Reference: See ADR-013 Distributed Tracing for architectural decisions.

Architecture

┌────────────────────────────────────────────────────────────────────┐
│  Applications & Platform Services                                   │
│                                                                     │
│  ┌────────────┐  ┌────────────┐  ┌────────────┐  ┌──────────────┐ │
│  │ Backstage  │  │ Jenkins    │  │ ArgoCD     │  │ Custom Apps  │ │
│  │ (Node.js)  │  │ (Java)     │  │ (Go)       │  │ (Any Lang)   │ │
│  └─────┬──────┘  └─────┬──────┘  └─────┬──────┘  └──────┬───────┘ │
│        │               │               │                │          │
│        │ OpenTelemetry SDK / Auto-instrumentation       │          │
│        └───────────────┴───────────────┴────────────────┘          │
│                              │                                      │
│                              │ OTLP (gRPC/HTTP)                    │
│                              ▼                                      │
│  ┌─────────────────────────────────────────────────────────────┐  │
│  │ OpenTelemetry Collector DaemonSet                           │  │
│  │ - OTLP receiver: Accepts traces from applications           │  │
│  │ - K8s attributes: Enriches with pod/namespace metadata      │  │
│  │ - Sampling: Configurable probabilistic sampling             │  │
│  │ - Security: Scrubs sensitive data (auth headers, etc.)      │  │
│  │ - Batching: Efficient export to Tempo                       │  │
│  └───────────────────────────┬─────────────────────────────────┘  │
│                              │ OTLP/gRPC                           │
│                              ▼                                      │
│  ┌─────────────────────────────────────────────────────────────┐  │
│  │ Grafana Tempo                                                │  │
│  │ - Trace storage and querying                                 │  │
│  │ - TraceQL for advanced queries                               │  │
│  │ - Service dependency graphs                                  │  │
│  │ - Metrics generation (RED metrics from traces)               │  │
│  └───────────────────────────┬─────────────────────────────────┘  │
│                              │                                      │
│                              ▼                                      │
│  ┌─────────────────────────────────────────────────────────────┐  │
│  │ Grafana                                                      │  │
│  │ - Trace visualization and flame graphs                       │  │
│  │ - Trace-to-logs correlation (OpenSearch)                     │  │
│  │ - Trace-to-metrics correlation (Prometheus)                  │  │
│  │ - Service dependency node graph                              │  │
│  └─────────────────────────────────────────────────────────────┘  │
└────────────────────────────────────────────────────────────────────┘

Key Features

1. Trace Generation and Collection

The OpenTelemetry Collector receives traces via OTLP protocol from instrumented applications:

  • Protocol: OTLP over gRPC (port 4317) and HTTP (port 4318)
  • Format: W3C Trace Context standard (traceparent, tracestate headers)
  • Enrichment: Automatic Kubernetes metadata (pod, namespace, deployment)

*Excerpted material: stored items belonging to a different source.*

//! Player Physics
//!
//! A single controllable character with two alternative movement models:
//!
//! - [`PhysicsMode::Brawler`] (default): free walking on a vertical band of
//!   the street; jumping is a separate visual elevation (`jump_height`) that
//!   never changes world Y.
//! - [`PhysicsMode::Platformer`]: gravity acts on world Y and a fixed floor
//!   stops the fall.
//!
//! The two models are never combined. Only `update` and `reset` write the
//! player's position.

use serde::{Serialize, Deserialize};
use tracing::debug;

use crate::config::PlayerConfig;
use crate::core::rect::Rect;
use crate::core::vec2::Vec2;
use crate::game::input::InputFrame;

/// Movement model.
#[derive(Clone, Copy, Debug, Default, PartialEq, Eq, Hash, Serialize, Deserialize)]
#[serde(rename_all = "snake_case")]
pub enum PhysicsMode {
    /// Beat-em-up: walk band + jump height
    #[default]
    Brawler,
    /// Side-view platformer: gravity + floor
    Platformer,
}

/// What happened during one `update`.
#[derive(Clone, Copy, Debug, Default, PartialEq, Eq)]
pub struct MotionEvents {
    /// A jump started this frame
    pub jumped: bool,
    /// The player touched down this frame after being airborne
    pub landed: bool,
}

/// The player character.
#[derive(Clone, Debug, Serialize, Deserialize)]
pub struct Player {
    position: Vec2,
    velocity: Vec2,
    is_on_ground: bool,
    is_facing_right: bool,
    /// Visual elevation above `position.y` (brawler only)
    jump_height: f32,
    /// Rate of change of the elevation, negative while rising (brawler only)
    jump_velocity: f32,
    /// Leftmost allowed `position.x`
    min_x: f32,
    /// Rightmost allowed `position.x`
    max_x: f32,
    config: PlayerConfig,
}

impl Player {
    /// Create a player at `start` with no horizontal limits.
    pub fn new(config: PlayerConfig, start: Vec2) -> Self {
        let mut player = Self {
            position: start,
            velocity: Vec2::ZERO,
            is_on_ground: false,
            is_facing_right: true,
            jump_height: 0.0,
            jump_velocity: 0.0,
            min_x: f32::NEG_INFINITY,
            max_x: f32::INFINITY,
            config,
        };
        player.reset(start);
        player
    }

    /// Limit `position.x` to `[min_x, max_x]`.
    pub fn set_horizontal_bounds(&mut self, min_x: f32, max_x: f32) {
        self.min_x = min_x;
        self.max_x = max_x.max(min_x);
        self.position.x = self.position.x.clamp(self.min_x, self.max_x);
    }

    /// Put the player back at `start` (x kept inside the bounds) with all motion cleared.
    pub fn reset(&mut self, start: Vec2) {
        self.position = Vec2::new(start.x.clamp(self.min_x, self.max_x), start.y);
        self.velocity = Vec2::ZERO;
        self.is_on_ground = false;
        self.is_facing_right = true;
        self.jump_height = 0.0;
        self.jump_velocity = 0.0;
    }

    /// Advance one frame.
    ///
    /// `dt` is the frame's elapsed time in seconds; negative or non-finite
    /// values are treated as zero. Input bits that are not movement keys are
    /// ignored.
    pub fn update(&mut self, dt: f32, input: &InputFrame) -> MotionEvents {
        let dt = if dt.is_finite() { dt.max(0.0) } else { 0.0 };

        let horizontal = input.horizontal();
        self.velocity.x = horizontal * self.config.move_speed;
        if horizontal > 0.0 {
            self.is_facing_right = true;
        } else if horizontal < 0.0 {
            self.is_facing_right = false;
        }

        let events = match self.config.mode {
            PhysicsMode::Brawler => self.step_brawler(dt, input),
            PhysicsMode::Platformer => self.step_platformer(dt, input),
        };

        self.position.x = self.position.x.clamp(self.min_x, self.max_x);

        #[cfg(feature = "debug-tracing")]
        tracing::trace!(
            position = %self.position,
            velocity = %self.velocity,
            jump_height = self.jump_height,
            on_ground = self.is_on_ground,
            "player step"
        );

        events
    }

    /// Beat-em-up step: walk band on Y, separate jump elevation.
    fn step_brawler(&mut self, dt: f32, input: &InputFrame) -> MotionEvents {
        let cfg = &self.config;
        let mut events = MotionEvents::default();

        self.velocity.y = input.vertical() * cfg.walk_speed;
        self.position += self.velocity * dt;

        if self.position.y < cfg.walk_band_top {
            self.position.y = cfg.walk_band_top;
            self.velocity.y = 0.0;
        } else if self.position.y > cfg.walk_band_bottom {
            self.position.y = cfg.walk_band_bottom;
            self.velocity.y = 0.0;
        }

        let was_airborne = self.is_airborne();
        if input.jump() && self.jump_height <= 0.0 {
            self.jump_velocity = cfg.jump_velocity;
            self.is_on_ground = false;
            events.jumped = true;
        }

        if self.is_airborne() {
            self.jump_velocity = (self.jump_velocity + cfg.gravity * dt).min(cfg.max_fall_speed);
            self.jump_height -= self.jump_velocity * dt;

            if self.jump_height <= 0.0 {
                self.jump_height = 0.0;
                self.jump_velocity = 0.0;
                self.is_on_ground = true;
                events.landed = was_airborne;
                // A jump that ends on the frame it starts never left the ground.
                events.jumped &= was_airborne;
            }
        } else {
            self.is_on_ground = true;
        }

        if events.jumped {
            debug!(x = self.position.x, "player jumped");
        }
        if events.landed {
            debug!(x = self.position.x, "player landed");
        }
        events
    }

    /// Platformer step: gravity on world Y, snap to the floor.
    fn step_platformer(&mut self, dt: f32, input: &InputFrame) -> MotionEvents {
        let cfg = &self.config;
        let mut events = MotionEvents::default();
        let was_on_ground = self.is_on_ground;

        if input.jump() && self.is_on_ground {
            self.velocity.y = cfg.jump_velocity;
            self.is_on_ground = false;
            events.jumped = true;
        }

        if !self.is_on_ground {
            self.velocity.y = (self.velocity.y + cfg.gravity * dt).min(cfg.max_fall_speed);
        }

        self.position += self.velocity * dt;

        if self.position.y >= cfg.ground_level {
            self.position.y = cfg.ground_level;
            self.velocity.y = 0.0;
            self.is_on_ground = true;
            events.landed = !was_on_ground;
            events.jumped = false;
        } else {
            self.is_on_ground = false;
        }

        if events.jumped {
            debug!(x = self.position.x, "player jumped");
        }
        if events.landed {
            debug!(x = self.position.x, "player landed");
        }
        events
    }

    #[inline]
    fn is_airborne(&self) -> bool {
        self.jump_height != 0.0 || self.jump_velocity != 0.0
    }

    /// Current world position (top-left of the bounding box).
    #[inline]
    pub fn position(&self) -> Vec2 {
        self.position
    }

    /// Current velocity.
    #[inline]
    pub fn velocity(&self) -> Vec2 {
        self.velocity
    }

    /// Standing on the ground (not mid-jump).
    #[inline]
    pub fn is_on_ground(&self) -> bool {
        self.is_on_ground
    }

    /// Facing right (sticky: keeps the last horizontal direction).
    #[inline]
    pub fn is_facing_right(&self) -> bool {
        self.is_facing_right
    }

    /// Visual elevation (brawler).
    #[inline]
    pub fn jump_height(&self) -> f32 {
        self.jump_height
    }

    /// Elevation velocity (brawler).
    #[inline]
    pub fn jump_velocity(&self) -> f32 {
        self.jump_velocity
    }

    /// Active physics model.
    #[inline]
    pub fn mode(&self) -> PhysicsMode {
        self.config.mode
    }

    /// Collision box at `position`, fixed size.
    pub fn bounding_box(&self) -> Rect {
        Rect::at(self.position, self.config.width, self.config.height)
    }

    /// Where to draw the sprite: the bounding box raised by `jump_height`.
    pub fn draw_rect(&self) -> Rect {
        self.bounding_box().translate(Vec2::new(0.0, -self.jump_height))
    }
}

// =============================================================================
// TESTS
// =============================================================================
//! World → screen transform.
//!
//! A 3x3 affine matrix in row-major order. The camera only ever produces
//! pure translations; front ends read the matrix as-is.

use serde::{Serialize, Deserialize};

use super::rect::Rect;
use super::vec2::Vec2;

/// Row-major 3x3 affine matrix.
///
/// ```text
/// | m[0] m[1] m[2] |   | x |
/// | m[3] m[4] m[5] | * | y |
/// |  0    0    1   |   | 1 |
/// ```
#[derive(Clone, Copy, Debug, PartialEq, Serialize, Deserialize)]
pub struct ViewTransform {
    /// Matrix elements, row-major, last row implied `[0, 0, 1]`.
    pub m: [f32; 9],
}

impl ViewTransform {
    /// Identity transform (screen space).
    pub const IDENTITY: Self = Self {
        m: [1.0, 0.0, 0.0, 0.0, 1.0, 0.0, 0.0, 0.0, 1.0],
    };

    /// Pure translation.
    pub const fn translation(offset: Vec2) -> Self {
        Self {
            m: [1.0, 0.0, offset.x, 0.0, 1.0, offset.y, 0.0, 0.0, 1.0],
        }
    }

    /// Translation component.
    #[inline]
    pub fn offset(&self) -> Vec2 {
        Vec2::new(self.m[2], self.m[5])
    }

    /// Transform a point.
    #[inline]
    pub fn apply(&self, p: Vec2) -> Vec2 {
        Vec2::new(
            self.m[0] * p.x + self.m[1] * p.y + self.m[2],
            self.m[3] * p.x + self.m[4] * p.y + self.m[5],
        )
    }

    /// Transform a rectangle (axis-aligned transforms only).
    #[inline]
    pub fn apply_rect(&self, r: &Rect) -> Rect {
        let origin = self.apply(r.origin());
        Rect::new(origin.x, origin.y, r.w * self.m[0], r.h * self.m[4])
    }
}

impl Default for ViewTransform {
    fn default() -> Self {
        Self::IDENTITY
    }
}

2. Cross-Service Propagation

Traces are automatically propagated across service boundaries using W3C Trace Context:

Header Purpose
traceparent Contains trace ID, span ID, and trace flags
tracestate Vendor-specific trace context

3. Trace-Log Correlation

Every trace is correlated with application logs:

Attribute Description
trace_id 32-character hexadecimal trace identifier
span_id 16-character hexadecimal span identifier

Click on a trace ID in logs to jump directly to the trace in Grafana.

4. Performance Visibility

Traces include key performance attributes:

  • HTTP method, status code, and route
  • Database query duration and statement (hashed)
  • External service call latency
  • Custom span attributes

5. Sampling Strategy

Development environment uses 100% sampling for full visibility. Production can be configured for:

  • Head-based sampling: 10% of all requests
  • Always sample: Errors and requests > 1 second latency
  • Tail-based sampling: Keep interesting traces after collection

Configuration

OpenTelemetry Collector

The traces pipeline is configured in:

platform/apps/opentelemetry/otel-collector-application.yaml

Key configuration:

# Traces pipeline configuration
traces:
  receivers:
    - otlp
  processors:
    - memory_limiter
    - probabilistic_sampler
    - k8sattributes
    - resourcedetection
    - attributes/traces
    - transform/traces
    - batch/traces
  exporters:
    - otlp/tempo

Grafana Tempo

Tempo is deployed as the trace storage backend:

platform/apps/tempo/tempo-application.yaml

Key features:

  • OTLP ingestion on ports 4317 (gRPC) and 4318 (HTTP)
  • 7-day trace retention
  • Metrics generation for RED metrics
  • TraceQL query support

Grafana Data Sources

Grafana is configured with trace correlation:

platform/apps/grafana/helm-release.yml

Data sources configured:

  • Tempo: Trace storage and visualization
  • Prometheus: Trace-to-metrics correlation
  • OpenSearch: Trace-to-logs correlation

Application Instrumentation

Java Applications (Spring Boot, Jenkins)

# Download OpenTelemetry Java agent
wget https://github.com/open-telemetry/opentelemetry-java-instrumentation/releases/latest/download/opentelemetry-javaagent.jar

# Add to JVM arguments
java -javaagent:opentelemetry-javaagent.jar \
     -Dotel.service.name=my-java-app \
     -Dotel.exporter.otlp.endpoint=http://otel-collector.monitoring.svc.cluster.local:4317 \
     -jar my-app.jar

Python Applications (FastAPI, Django)

# Install OpenTelemetry packages
pip install opentelemetry-distro opentelemetry-exporter-otlp

# Auto-instrument application
opentelemetry-bootstrap -a install
opentelemetry-instrument \
  --service_name my-python-app \
  --exporter_otlp_endpoint http://otel-collector.monitoring.svc.cluster.local:4317 \
  python app.py

Node.js Applications (Backstage, Express)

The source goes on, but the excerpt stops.